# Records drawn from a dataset

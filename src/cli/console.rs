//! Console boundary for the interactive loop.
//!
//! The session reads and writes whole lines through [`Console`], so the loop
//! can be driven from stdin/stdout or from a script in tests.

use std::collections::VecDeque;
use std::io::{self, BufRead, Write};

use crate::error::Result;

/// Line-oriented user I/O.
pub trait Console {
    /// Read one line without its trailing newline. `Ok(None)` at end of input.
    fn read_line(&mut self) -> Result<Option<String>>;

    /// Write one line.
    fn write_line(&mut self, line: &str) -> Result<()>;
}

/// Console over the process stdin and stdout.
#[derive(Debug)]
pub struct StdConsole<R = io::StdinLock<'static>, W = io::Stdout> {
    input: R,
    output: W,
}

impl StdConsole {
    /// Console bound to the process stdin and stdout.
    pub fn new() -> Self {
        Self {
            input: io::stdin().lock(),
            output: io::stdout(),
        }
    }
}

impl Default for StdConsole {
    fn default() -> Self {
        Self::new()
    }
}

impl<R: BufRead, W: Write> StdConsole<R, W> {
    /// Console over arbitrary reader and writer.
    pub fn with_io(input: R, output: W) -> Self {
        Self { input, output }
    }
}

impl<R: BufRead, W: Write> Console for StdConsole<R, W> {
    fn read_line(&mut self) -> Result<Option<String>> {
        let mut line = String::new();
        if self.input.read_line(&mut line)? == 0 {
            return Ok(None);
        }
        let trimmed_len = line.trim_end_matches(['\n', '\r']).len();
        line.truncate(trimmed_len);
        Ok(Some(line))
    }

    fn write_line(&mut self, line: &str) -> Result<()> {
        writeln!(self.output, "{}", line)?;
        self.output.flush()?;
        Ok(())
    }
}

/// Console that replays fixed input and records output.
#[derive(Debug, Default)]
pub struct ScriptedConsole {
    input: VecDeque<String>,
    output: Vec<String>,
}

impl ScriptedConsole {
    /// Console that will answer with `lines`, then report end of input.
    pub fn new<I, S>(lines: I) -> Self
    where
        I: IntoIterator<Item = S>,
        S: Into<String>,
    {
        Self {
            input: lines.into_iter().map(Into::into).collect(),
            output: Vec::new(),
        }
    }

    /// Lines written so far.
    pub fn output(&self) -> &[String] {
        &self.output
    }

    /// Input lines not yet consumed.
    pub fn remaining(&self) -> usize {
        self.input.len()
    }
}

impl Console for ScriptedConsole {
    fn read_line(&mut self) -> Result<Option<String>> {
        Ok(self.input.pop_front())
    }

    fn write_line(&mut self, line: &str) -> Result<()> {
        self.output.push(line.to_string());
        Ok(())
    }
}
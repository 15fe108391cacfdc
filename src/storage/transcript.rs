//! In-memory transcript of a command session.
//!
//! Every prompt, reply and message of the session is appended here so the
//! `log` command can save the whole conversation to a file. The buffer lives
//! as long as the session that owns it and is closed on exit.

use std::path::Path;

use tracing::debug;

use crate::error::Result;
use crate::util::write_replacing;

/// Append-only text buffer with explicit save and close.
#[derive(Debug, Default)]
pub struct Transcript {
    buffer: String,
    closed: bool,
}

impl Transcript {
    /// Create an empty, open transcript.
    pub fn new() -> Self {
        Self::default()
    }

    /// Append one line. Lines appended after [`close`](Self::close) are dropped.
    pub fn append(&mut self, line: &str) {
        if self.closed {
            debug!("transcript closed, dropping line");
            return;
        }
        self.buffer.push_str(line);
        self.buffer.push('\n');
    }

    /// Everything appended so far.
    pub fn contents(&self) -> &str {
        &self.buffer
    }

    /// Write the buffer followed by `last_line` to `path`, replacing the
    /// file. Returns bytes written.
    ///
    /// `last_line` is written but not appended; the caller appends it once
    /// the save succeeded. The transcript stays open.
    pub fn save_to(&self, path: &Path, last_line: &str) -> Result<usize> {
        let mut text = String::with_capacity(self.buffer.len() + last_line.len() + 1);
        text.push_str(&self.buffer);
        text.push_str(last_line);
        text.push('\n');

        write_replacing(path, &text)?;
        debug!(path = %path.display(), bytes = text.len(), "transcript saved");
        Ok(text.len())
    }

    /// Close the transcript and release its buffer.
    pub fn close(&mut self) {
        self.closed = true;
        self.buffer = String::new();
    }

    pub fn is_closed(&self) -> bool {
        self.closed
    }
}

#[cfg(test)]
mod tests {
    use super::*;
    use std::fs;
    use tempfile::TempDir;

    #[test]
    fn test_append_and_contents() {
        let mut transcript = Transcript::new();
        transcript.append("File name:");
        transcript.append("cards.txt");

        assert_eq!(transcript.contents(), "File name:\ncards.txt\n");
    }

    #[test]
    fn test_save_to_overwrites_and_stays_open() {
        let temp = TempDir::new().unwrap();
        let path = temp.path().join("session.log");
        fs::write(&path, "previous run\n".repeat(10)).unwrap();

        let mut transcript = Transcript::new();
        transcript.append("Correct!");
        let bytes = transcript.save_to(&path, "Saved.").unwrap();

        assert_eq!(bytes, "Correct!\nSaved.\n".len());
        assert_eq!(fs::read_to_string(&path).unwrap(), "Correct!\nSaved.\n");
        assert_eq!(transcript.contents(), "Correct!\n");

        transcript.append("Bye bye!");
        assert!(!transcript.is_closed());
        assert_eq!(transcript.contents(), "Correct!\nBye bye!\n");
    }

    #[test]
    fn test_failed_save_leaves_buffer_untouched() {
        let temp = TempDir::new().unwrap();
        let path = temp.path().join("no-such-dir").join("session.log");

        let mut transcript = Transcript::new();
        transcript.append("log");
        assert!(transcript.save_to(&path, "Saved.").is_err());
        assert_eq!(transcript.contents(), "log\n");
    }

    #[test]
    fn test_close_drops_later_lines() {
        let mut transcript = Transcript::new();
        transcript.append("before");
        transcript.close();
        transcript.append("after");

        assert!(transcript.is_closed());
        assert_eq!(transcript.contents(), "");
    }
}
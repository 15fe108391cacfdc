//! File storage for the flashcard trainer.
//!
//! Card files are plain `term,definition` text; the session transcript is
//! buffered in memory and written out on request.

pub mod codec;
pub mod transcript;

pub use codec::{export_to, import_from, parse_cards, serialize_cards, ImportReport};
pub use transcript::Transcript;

# PROBLEM DETAILS
Print all the entries exactly as written.

# RESULT FOR THIS EXERCISE
filename src/cli/console.rs
//! Console boundary for the interactive loop.
//!
//! The session reads and writes whole lines through [`Console`], so the loop
//! can be driven from stdin/stdout or from a script in tests.

use std::collections::VecDeque;
use std::io::{self, BufRead, Write};

use crate::error::Result;

/// Line-oriented user I/O.
pub trait Console {
    /// Read one line without its trailing newline. `Ok(None)` at end of input.
    fn read_line(&mut self) -> Result<Option<String>>;

    /// Write one line.
    fn write_line(&mut self, line: &str) -> Result<()>;
}

/// Console over the process stdin and stdout.
#[derive(Debug)]
pub struct StdConsole<R = io::StdinLock<'static>, W = io::Stdout> {
    input: R,
    output: W,
}

impl StdConsole {
    /// Console bound to the process stdin and stdout.
    pub fn new() -> Self {
        Self {
            input: io::stdin().lock(),
            output: io::stdout(),
        }
    }
}

impl Default for StdConsole {
    fn default() -> Self {
        Self::new()
    }
}

impl<R: BufRead, W: Write> StdConsole<R, W> {
    /// Console over arbitrary reader and writer.
    pub fn with_io(input: R, output: W) -> Self {
        Self { input, output }
    }
}

impl<R: BufRead, W: Write> Console for StdConsole<R, W> {
    fn read_line(&mut self) -> Result<Option<String>> {
        let mut line = String::new();
        if self.input.read_line(&mut line)? == 0 {
            return Ok(None);
        }
        let trimmed_len = line.trim_end_matches(['\n', '\r']).len();
        line.truncate(trimmed_len);
        Ok(Some(line))
    }

    fn write_line(&mut self, line: &str) -> Result<()> {
        writeln!(self.output, "{}", line)?;
        self.output.flush()?;
        Ok(())
    }
}

/// Console that replays fixed input and records output.
#[derive(Debug, Default)]
pub struct ScriptedConsole {
    input: VecDeque<String>,
    output: Vec<String>,
}

impl ScriptedConsole {
    /// Console that will answer with `lines`, then report end of input.
    pub fn new<I, S>(lines: I) -> Self
    where
        I: IntoIterator<Item = S>,
        S: Into<String>,
    {
        Self {
            input: lines.into_iter().map(Into::into).collect(),
            output: Vec::new(),
        }
    }

    /// Lines written so far.
    pub fn output(&self) -> &[String] {
        &self.output
    }

    /// Input lines not yet consumed.
    pub fn remaining(&self) -> usize {
        self.input.len()
    }
}

impl Console for ScriptedConsole {
    fn read_line(&mut self) -> Result<Option<String>> {
        Ok(self.input.pop_front())
    }

    fn write_line(&mut self, line: &str) -> Result<()> {
        self.output.push(line.to_string());
        Ok(())
    }
}
repository 15fe108391cacfdc
filename src/storage/transcript.rs
//! In-memory transcript of a command session.
//!
//! Every prompt, reply and message of the session is appended here so the
//! `log` command can save the whole conversation to a file. The buffer lives
//! as long as the session that owns it and is closed on exit.

use std::path::Path;

use tracing::debug;

use crate::error::Result;
use crate::util::write_replacing;

/// Append-only text buffer with explicit save and close.
#[derive(Debug, Default)]
pub struct Transcript {
    buffer: String,
    closed: bool,
}

impl Transcript {
    /// Create an empty, open transcript.
    pub fn new() -> Self {
        Self::default()
    }

    /// Append one line. Lines appended after [`close`](Self::close) are dropped.
    pub fn append(&mut self, line: &str) {
        if self.closed {
            debug!("transcript closed, dropping line");
            return;
        }
        self.buffer.push_str(line);
        self.buffer.push('\n');
    }

    /// Everything appended so far.
    pub fn contents(&self) -> &str {
        &self.buffer
    }

    /// Write the buffer followed by `last_line` to `path`, replacing the
    /// file. Returns bytes written.
    ///
    /// `last_line` is written but not appended; the caller appends it once
    /// the save succeeded. The transcript stays open.
    pub fn save_to(&self, path: &Path, last_line: &str) -> Result<usize> {
        let mut text = String::with_capacity(self.buffer.len() + last_line.len() + 1);
        text.push_str(&self.buffer);
        text.push_str(last_line);
        text.push('\n');

        write_replacing(path, &text)?;
        debug!(path = %path.display(), bytes = text.len(), "transcript saved");
        Ok(text.len())
    }

    /// Close the transcript and release its buffer.
    pub fn close(&mut self) {
        self.closed = true;
        self.buffer = String::new();
    }

    pub fn is_closed(&self) -> bool {
        self.closed
    }
}

#[cfg(test)]
mod tests {
    use super::*;
    use std::fs;
    use tempfile::TempDir;

    #[test]
    fn test_append_and_contents() {
        let mut transcript = Transcript::new();
        transcript.append("File name:");
        transcript.append("cards.txt");

        assert_eq!(transcript.contents(), "File name:\ncards.txt\n");
    }

    #[test]
    fn test_save_to_overwrites_and_stays_open() {
        let temp = TempDir::new().unwrap();
        let path = temp.path().join("session.log");
        fs::write(&path, "previous run\n".repeat(10)).unwrap();

        let mut transcript = Transcript::new();
        transcript.append("Correct!");
        let bytes = transcript.save_to(&path, "Saved.").unwrap();

        assert_eq!(bytes, "Correct!\nSaved.\n".len());
        assert_eq!(fs::read_to_string(&path).unwrap(), "Correct!\nSaved.\n");
        assert_eq!(transcript.contents(), "Correct!\n");

        transcript.append("Bye bye!");
        assert!(!transcript.is_closed());
        assert_eq!(transcript.contents(), "Correct!\nBye bye!\n");
    }

    #[test]
    fn test_failed_save_leaves_buffer_untouched() {
        let temp = TempDir::new().unwrap();
        let path = temp.path().join("no-such-dir").join("session.log");

        let mut transcript = Transcript::new();
        transcript.append("log");
        assert!(transcript.save_to(&path, "Saved.").is_err());
        assert_eq!(transcript.contents(), "log\n");
    }

    #[test]
    fn test_close_drops_later_lines() {
        let mut transcript = Transcript::new();
        transcript.append("before");
        transcript.close();
        transcript.append("after");

        assert!(transcript.is_closed());
        assert_eq!(transcript.contents(), "");
    }
}
repository 15fe108391cacfdc
//! File storage for the flashcard trainer.
//!
//! Card files are plain `term,definition` text; the session transcript is
//! buffered in memory and written out on request.

pub mod codec;
pub mod transcript;

pub use codec::{export_to, import_from, parse_cards, serialize_cards, ImportReport};
pub use transcript::Transcript;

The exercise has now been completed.